We’ve been working with knitwear designer Jenny Williams for almost ten years, and what we appreciate most about her is her versatility. Jenny is an excellent designer in many different styles. She designs across all categories, from dishcloths and scarves to socks and lace.
We’ve worked with Jenny a lot this year. Her Harley Pullover pattern was recently featured on the cover of our Best of Knit Picks: Pullovers & Cardigans book, and she had TWO lovely lace wraps patterns in Sojourn: A Knit Lace Collection — the Eden Lace Shawl and the Jardins Des Fleurs Shawl.
We snagged an interview with Jenny so we could learn a little more about this talented designer.
English or Continental? My own weird version of Continental. I could never get the tension right wrapping the working yarn through the fingers of my left hand. So, for each stitch, I pinch the yarn between my thumb and index finger, carry it over the needle, and drop it. It makes my tension very even but tends to be looser than the average knitter. People often need to go up a needle size or two to match my gauge.
Cables or Lace? I like lace but I adore cabling.
DPNs or Magic Loop? Thank you, thank you, thank you to whoever started Magic Loop! I’d be lost without it!
Yarn: Solid or Variegated? Because I am a freak for cables, solid is the only way to go.
Socks: Toe Up or Top Down? Toe Up, because you can make them fit perfectly.
Needles/Hooks: Wood or Metal? My beloved Options Wood Circulars from Knit Picks, which I got so long ago they were called Harmony Woods.
Harmony Woods! That’s a blast from the past.
Wool, Cotton, Acrylic, Alpaca, Cashmere, or Silk? Anything soft, with excellent stitch definition. I recently worked with silk, which is fussier – splits more easily – but the results are stunning and so worth it.

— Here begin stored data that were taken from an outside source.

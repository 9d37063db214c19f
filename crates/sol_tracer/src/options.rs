//! Render options.

use crate::ToneMapper;
use serde::{Deserialize, Serialize};
use sol_math::{Color, LinearColor};
use thiserror::Error;

/// Widest field of view accepted, in degrees. Larger values are clamped.
pub const MAX_FIELD_OF_VIEW: f32 = 120.0;

/// Errors reported by [`TracerOptions::validate`].
#[derive(Error, Debug, Clone, PartialEq)]
pub enum OptionsError {
    #[error("Image resolution must be positive, got {width}x{height}")]
    EmptyImage { width: u32, height: u32 },

    #[error("Camera distance must be positive and finite, got {0}")]
    InvalidCameraDistance(f32),

    #[error("Field of view must be finite, got {0}")]
    InvalidFieldOfView(f32),
}

/// Options for a single render.
///
/// The eye sits at the origin looking down +Z with +Y up. The image plane
/// (viewport) lies at `z = camera_distance`, its width set by the field of
/// view and its height by the image aspect ratio.
#[derive(Debug, Clone, PartialEq, Serialize, Deserialize)]
#[serde(default)]
pub struct TracerOptions {
    /// Distance from the eye to the viewport, in world units
    pub camera_distance: f32,
    /// Horizontal field of view in degrees, clamped to [0, 120] when used
    pub field_of_view: f32,
    pub image_width: u32,
    pub image_height: u32,
    /// Written verbatim for rays that hit nothing
    pub background_color: Color,
    /// Multiplied with a surface's base color to give its ambient term
    pub ambient_light: LinearColor,
    pub tone_mapper: ToneMapper,
}

impl Default for TracerOptions {
    fn default() -> Self {
        Self {
            camera_distance: 50.0,
            field_of_view: 90.0,
            image_width: 1280,
            image_height: 720,
            background_color: Color::rgb(10, 10, 10),
            ambient_light: LinearColor::rgb(0.2, 0.2, 0.2),
            tone_mapper: ToneMapper::default(),
        }
    }
}

impl TracerOptions {
    pub fn new() -> Self {
        Self::default()
    }

    /// Set image resolution.
    pub fn with_resolution(mut self, width: u32, height: u32) -> Self {
        self.image_width = width;
        self.image_height = height;
        self
    }

    /// Set field of view (degrees) and camera distance.
    pub fn with_lens(mut self, field_of_view: f32, camera_distance: f32) -> Self {
        self.field_of_view = field_of_view;
        self.camera_distance = camera_distance;
        self
    }

    /// Set background color.
    pub fn with_background(mut self, color: Color) -> Self {
        self.background_color = color;
        self
    }

    /// Set ambient light color.
    pub fn with_ambient_light(mut self, color: LinearColor) -> Self {
        self.ambient_light = color;
        self
    }

    pub fn with_tone_mapper(mut self, tone_mapper: ToneMapper) -> Self {
        self.tone_mapper = tone_mapper;
        self
    }

    /// Field of view clamped to `[0, MAX_FIELD_OF_VIEW]` degrees.
    pub fn clamped_field_of_view(&self) -> f32 {
        self.field_of_view.clamp(0.0, MAX_FIELD_OF_VIEW)
    }

    /// Number of pixels in the output image.
    pub fn pixel_count(&self) -> usize {
        self.image_width as usize * self.image_height as usize
    }

    /// Check the options describe a renderable image.
    ///
    /// Out-of-range fields of view are not errors; they are clamped.
    pub fn validate(&self) -> Result<(), OptionsError> {
        if self.image_width == 0 || self.image_height == 0 {
            return Err(OptionsError::EmptyImage {
                width: self.image_width,
                height: self.image_height,
            });
        }
        if !self.camera_distance.is_finite() || self.camera_distance <= 0.0 {
            return Err(OptionsError::InvalidCameraDistance(self.camera_distance));
        }
        if !self.field_of_view.is_finite() {
            return Err(OptionsError::InvalidFieldOfView(self.field_of_view));
        }
        Ok(())
    }
}

#[cfg(test)]
mod tests {
    use super::*;

    #[test]
    fn test_fov_clamp() {
        let options = TracerOptions::new().with_lens(170.0, 50.0);
        assert_eq!(options.clamped_field_of_view(), MAX_FIELD_OF_VIEW);

        let options = TracerOptions::new().with_lens(-10.0, 50.0);
        assert_eq!(options.clamped_field_of_view(), 0.0);

        let options = TracerOptions::new().with_lens(60.0, 50.0);
        assert_eq!(options.clamped_field_of_view(), 60.0);
    }

    #[test]
    fn test_validate() {
        assert!(TracerOptions::default().validate().is_ok());
        assert!(TracerOptions::new().with_lens(500.0, 1.0).validate().is_ok());

        assert_eq!(
            TracerOptions::new().with_resolution(0, 10).validate(),
            Err(OptionsError::EmptyImage { width: 0, height: 10 })
        );
        assert_eq!(
            TracerOptions::new().with_lens(90.0, 0.0).validate(),
            Err(OptionsError::InvalidCameraDistance(0.0))
        );
        assert!(matches!(
            TracerOptions::new().with_lens(f32::NAN, 10.0).validate(),
            Err(OptionsError::InvalidFieldOfView(_))
        ));
    }

    #[test]
    fn test_error_message() {
        let err = TracerOptions::new().with_resolution(0, 0).validate().unwrap_err();
        assert_eq!(err.to_string(), "Image resolution must be positive, got 0x0");
    }

    #[test]
    fn test_partial_json_uses_defaults() {
        let options: TracerOptions =
            serde_json::from_str(r#"{ "image_width": 64, "tone_mapper": "reinhard" }"#).unwrap();

        assert_eq!(options.image_width, 64);
        assert_eq!(options.image_height, 720);
        assert_eq!(options.tone_mapper, ToneMapper::Reinhard);
        assert_eq!(options.background_color, Color::rgb(10, 10, 10));
    }
}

What was your first design, and how do you feel about it now? Heart Party Shrug for Petite Purls online. It is dear to me because my best friend’s daughter modeled it as a little girl. Now she’s all grown up!
What is your favorite design of yours with Knit Picks, either with IDP or in a collection? Why? McKenna Cardigan. I’m happy with the overall cohesiveness of the design; the way the cables branch at the waist & elbow, and the way this flatters every size. I like the variety of texture. The Tanbark Stitch came from Barbara Walker’s Charted Knitted Designs – a classic stitch dictionary that can’t be beat.
What’s your current favorite KP yarn? Why? I have so many! If I had to pin it down, I’d say Gloss, in any weight. The feel (hand?) is delicious!
When/how/why did you first learn to knit/crochet? My gramma taught me when I was about 8. Then, when I was in college, my mom got me started again, over the phone. Which explains why I hold my yarn weirdly.
Where/how/why did you first start designing? I was inspired after reading about the amazing Elizabeth Zimmerman, who began designing in her 40’s. I used Vogue Stitchionary 2 to design a cabled pullover for my son. I was so thrilled with the results, I couldn’t stop!
What does your stash look like? (I know, this is a personal one!) Truthfully, 90% Knit Picks. The price & quality cannot be beat!
What is your favorite thing to knit/crochet? Why? Strand work (Fair Isle) goes so fast – just one more row … just one more row.
What is your favorite thing to design? Why? A cabled garment. I love choosing different cables that blend well; with either similar elements or contrasting ones. Trying to give the piece a unique, and yet, classic feel. Pulling the whole design together with a common element like a slipped stitch.
Your biggest yarn/knitting/crochet-related pet peeve? If I had a nickel for every cable needle I’ve lost …
What do you wish you had known when you first started knitting? That, with time, I would get much, much better at it. Lack of skill and confidence can be so painful to overcome. You need to allow yourself to be bad at something (anything) for a while, before you can get good at it. Also, if you need to rip back – just do it and get it over with! Don’t let a mistake stall a project indefinitely. You’ll be much happier when it’s right.
What do you hope to design in the future, or where do you want to go with your designs? I want to buckle down and write a collection. It will include many different techniques and types of projects. I want to provide variety for knitters like me, who get bored easily. Knitting is so therapeutic. We just need to keep it going.
How can our readers find you online? jennywilliamsknits.com
Thank you for taking time to chat with us, Jenny!